Everything's fine.  Some of that is due to choices my wife and I made over the years.  Most of it is due to luck in the global birth lottery.


----------



## David777 (Sep 6, 2022)

Retired 2 years beyond the standard age so 5+ years now and living frugally within my monthly SS benefit despite living in one of the most expensive counties in the nation.  Actually have a bit more numerical $$ assets now though inflation has shrunk what its purchasing power was.  No debts but don't own real estate and my 2007 Forester has 248k miles so eventually will be spending more.  Never dream about being rich or owning things the wealthy have.  That noted, I would prefer to live at a coastal location like Pacific Grove or San Francisco for which I don't have assets to even consider.  But then I do have an Ace in the hole that could change that.


----------



## DebraMae (Sep 6, 2022)

Less disposable income than I used to have but I feel more secure.  No anxiety about job loss, income lost due to illness, etc.  I am still driving my 2001 RAV4 with over 200,000 miles and as long as it holds out I am happy with it.  I have enough to take care of things when they break and to take an occasional vacation and I am content.


----------



## Packerjohn (Sep 6, 2022)

I'm with the comfortable side of the equation; not rich but not starving either.  I am waiting "breathlessly" for the interest rates to rise up and up and up.  "Hi you Silver Away"


----------



## katlupe (Sep 6, 2022)

I am not rich. But I can't complain. I have everything I need and am comfortable where I am right now.


----------



## StarSong (Sep 6, 2022)

I should add that like most who've posted on this thread, my husband and I started retirement mortgage-free and debt-free and have remained so.  We spend our money mindfully, but aren't cheapskates.  We keep our home and vehicles in good running order.     



JimBob1952 said:


> Everything's fine.  Some of that is due to choices my wife and I made over the years.  *Most of it is due to luck in the global birth lottery.*


The fortunes of right time and right place smiled on me, too.

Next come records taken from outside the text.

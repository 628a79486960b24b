//! Pet Adventure Engine
//!
//! A virtual-pet engine: pets decay over real time, walk into random events
//! and wild fights, duel each other, level up and evolve, and are cared for
//! through a shop and backpack whose money and item movements are atomic.

// --- MODULE DECLARATIONS ---
pub mod activities;
pub mod battle;
pub mod catalog;
pub mod config;
pub mod decay;
pub mod economy;
pub mod errors;
pub mod game;
pub mod pet;
pub mod progression;
pub mod render;
pub mod rng;
pub mod store;

// --- PUBLIC API RE-EXPORTS ---

// --- From the `schema` crate ---
pub use schema::{
    Attribute, BaseStats, Effectiveness, EvolutionStage, ItemCategory, ShopItem, Species,
    SpeciesData,
};

// --- From this crate's modules (`src/`) ---

// The facade and what its operations return.
pub use activities::{DuelOutcome, EvolveOutcome, RewardKind, WalkEvent, WalkOutcome};
pub use decay::{DecayReport, Observation};
pub use economy::{Feeding, Purchase};
pub use game::PetGame;

// Records, storage and static data.
pub use catalog::Catalog;
pub use config::EngineConfig;
pub use pet::{PetKey, PetRecord};
pub use rng::GameRng;
pub use store::{InventoryEntry, MemoryStore, PetStore, Tx};

// Presentation.
pub use render::{RenderedStatus, StatusRenderer, StatusView, TextStatusCard};

// Crate-specific error and result types.
pub use errors::{CatalogError, CatalogResult, PetError, PetResult, StorageError, StorageResult};
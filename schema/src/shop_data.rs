use serde::{Deserialize, Serialize};
use std::fmt;

#[derive(Debug, Clone, Copy, PartialEq, Eq, Hash, Serialize, Deserialize)]
pub enum ItemCategory {
    Food,
}

impl fmt::Display for ItemCategory {
    fn fmt(&self, f: &mut fmt::Formatter<'_>) -> fmt::Result {
        let display_name = match self {
            ItemCategory::Food => "食物",
        };
        write!(f, "{}", display_name)
    }
}

#[derive(Debug, Clone, PartialEq, Eq, Serialize, Deserialize)]
pub struct ShopItem {
    pub name: String,
    pub price: u64,
    pub category: ItemCategory,
    #[serde(default)]
    pub satiety: u32,
    #[serde(default)]
    pub mood: u32,
    pub description: String,
}

impl ShopItem {
    pub fn is_food(&self) -> bool {
        self.category == ItemCategory::Food
    }

    /// Total price for `quantity` units, or `None` on overflow.
    pub fn cost_of(&self, quantity: u32) -> Option<u64> {
        self.price.checked_mul(quantity as u64)
    }
}
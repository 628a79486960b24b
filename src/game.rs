//! The game facade: catalog, tuning and storage composed behind one handle.
//!
//! Every public operation lives in the module that owns its rules
//! (`activities`, `economy`) as an `impl<S: PetStore> PetGame<S>` block.

use crate::catalog::Catalog;
use crate::config::EngineConfig;
use crate::decay::{apply_decay, Observation};
use crate::errors::{PetError, PetResult, StorageError};
use crate::pet::{PetKey, PetRecord};
use crate::store::{PetStore, Tx};
use chrono::{DateTime, Utc};
use schema::SpeciesData;
use std::sync::Arc;

pub struct PetGame<S: PetStore> {
    catalog: Arc<Catalog>,
    config: EngineConfig,
    store: S,
}

impl<S: PetStore> PetGame<S> {
    pub fn new(catalog: Arc<Catalog>, config: EngineConfig, store: S) -> Self {
        Self {
            catalog,
            config,
            store,
        }
    }

    pub fn catalog(&self) -> &Catalog {
        &self.catalog
    }

    pub fn config(&self) -> &EngineConfig {
        &self.config
    }

    pub fn store(&self) -> &S {
        &self.store
    }

    /// Commits decay for `key` on its own, before the activity transaction runs.
    ///
    /// Decay is part of reading a pet, not of the activity, so a rejected
    /// activity must not discard it.
    pub(crate) fn settle(&self, key: &PetKey, now: DateTime<Utc>) -> PetResult<Observation> {
        self.store.transaction(|tx| observe(tx, key, now, &self.config))
    }

    pub(crate) fn species_of(&self, record: &PetRecord) -> PetResult<&SpeciesData> {
        species_of(&self.catalog, record)
    }
}

/// Looks up the species of a stored record. A record whose species is missing
/// from the catalog means the store and the data files disagree.
pub(crate) fn species_of<'a>(
    catalog: &'a Catalog,
    record: &PetRecord,
) -> PetResult<&'a SpeciesData> {
    catalog.species(record.species).ok_or_else(|| {
        PetError::Storage(StorageError::Corrupted(format!(
            "pet {} has species {:?} which is not in the catalog",
            record.key, record.species
        )))
    })
}

/// Reads a pet, applies decay and writes the decayed record back in the same
/// transaction. `NotFound` if the owner has no pet in this group.
pub(crate) fn observe(
    tx: &mut dyn Tx,
    key: &PetKey,
    now: DateTime<Utc>,
    config: &EngineConfig,
) -> PetResult<Observation> {
    let record = tx.pet(key)?.ok_or(PetError::NotFound)?;
    let observation = apply_decay(&record, now, config);
    if observation.changed() {
        tx.put_pet(observation.record.clone())?;
    }
    Ok(observation)
}
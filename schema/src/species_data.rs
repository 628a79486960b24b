use crate::Attribute;
use serde::{Deserialize, Serialize};
use strum::{EnumCount, EnumIter};

/// Every species a pet can belong to. Display names and stats live in the catalog.
#[derive(
    Debug, Clone, Copy, PartialEq, Eq, Hash, PartialOrd, Ord, Serialize, Deserialize, EnumIter,
    EnumCount,
)]
pub enum Species {
    WaterSprite,
    FirePup,
    LeafyCat,
    CataclasticRock,
    KingKong,
}

#[derive(Debug, Clone, Copy, PartialEq, Eq, Serialize, Deserialize)]
pub struct BaseStats {
    pub attack: u32,
    pub defense: u32,
}

/// One step of a species' growth chain.
#[derive(Debug, Clone, PartialEq, Eq, Serialize, Deserialize)]
pub struct EvolutionStage {
    pub name: String,
    /// Level required to leave this stage. `None` marks the final form.
    pub evolve_level: Option<u32>,
}

#[derive(Debug, Clone, PartialEq, Serialize, Deserialize)]
pub struct SpeciesData {
    pub species: Species,
    pub name: String,
    pub attribute: Attribute,
    pub description: String,
    pub base_stats: BaseStats,
    /// Ordered growth chain; stage numbers are 1-based indices into it.
    pub evolutions: Vec<EvolutionStage>,
    /// File stem of the artwork, e.g. "FirePup" for "FirePup_1.png".
    pub asset_stem: String,
}

impl SpeciesData {
    pub fn stage(&self, stage: u32) -> Option<&EvolutionStage> {
        let index = stage.checked_sub(1)? as usize;
        self.evolutions.get(index)
    }

    pub fn final_stage(&self) -> u32 {
        self.evolutions.len() as u32
    }

    /// Display name at the given stage, falling back to the species name.
    pub fn stage_name(&self, stage: u32) -> &str {
        self.stage(stage)
            .map(|s| s.name.as_str())
            .unwrap_or(self.name.as_str())
    }

    pub fn image_filename(&self, stage: u32) -> String {
        format!("{}_{}.png", self.asset_stem, stage)
    }
}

I've often said that I was born on third base. No sense kidding myself that I got to the plate and hit a stand-up triple.


----------



## jujube (Sep 6, 2022)

Comfortable.


----------



## HoneyNut (Sep 6, 2022)

I'm not sure yet, when I analyzed my retirement finances pre-retirement, I budgeted based on living in my paid off home.  I even practiced (with some learning experiences/failures/adjustments) living on my retirement budget for the last two years of my worklife (and putting all extra $ into the 401k).  The investment site's tool had told me I could live to 92, then the market went down and down and the tool kept decreasing the year I'd run out of money until it was 83 (if I remember correctly).  But then I decided to sell my house, and that plumped up my retirement fund enough that supposedly I could make it to 92 even in a bad stock market. 
The problem is that I'm not sure whether I am filling the tool's inputs correctly for how much money I will need monthly, because now I'll have to either pay rent or buy a condo and have a mortgage (not to mention liquidate money for the downpayment), and with rents rising I have no idea what my monthly expenses will turn out to be.
The "good" news is that I don't really have any expectation to living to 92, only had one relative that made it to 91, the majority of healthy ones made it to mid-eighties, but a worrisome number died in their 50s and 60s and 70s.


----------



## Teacher Terry (Sep 7, 2022)

_I have saved for retirement since young. Unfortunately when my second husband and I divorced after 22 years 3/4ths of the money was hidden. Then I remarried and we were together for 23 years. We divorced and my income and assets were split in half so definitely have less than I planned on. I was fine until inflation hit and then I cut everything possible to live on my monthly income and not use my savings. I am planning on one more trip to Europe and then done traveling. I will save my savings for true emergencies. _


----------



## HarryHawk (Sep 7, 2022)

Every day I wake up and feel blessed for the abundance that has been provided for myself and my family.  I am so very fortunate to have had the wonderful grandparents and parents who worked hard and made sacrifices so that I would have a better life.  I've been blessed with a wonderful wife who not only took care of our family but had a rewarding career.  I was blessed with an outstanding son who has exceeded at everything he has undertaken; he has a top notch career and family and recently bless us with the most beautiful granddaughter.  I am also thankful for having been born and raised in the United States of America - land of the free, home of the brave.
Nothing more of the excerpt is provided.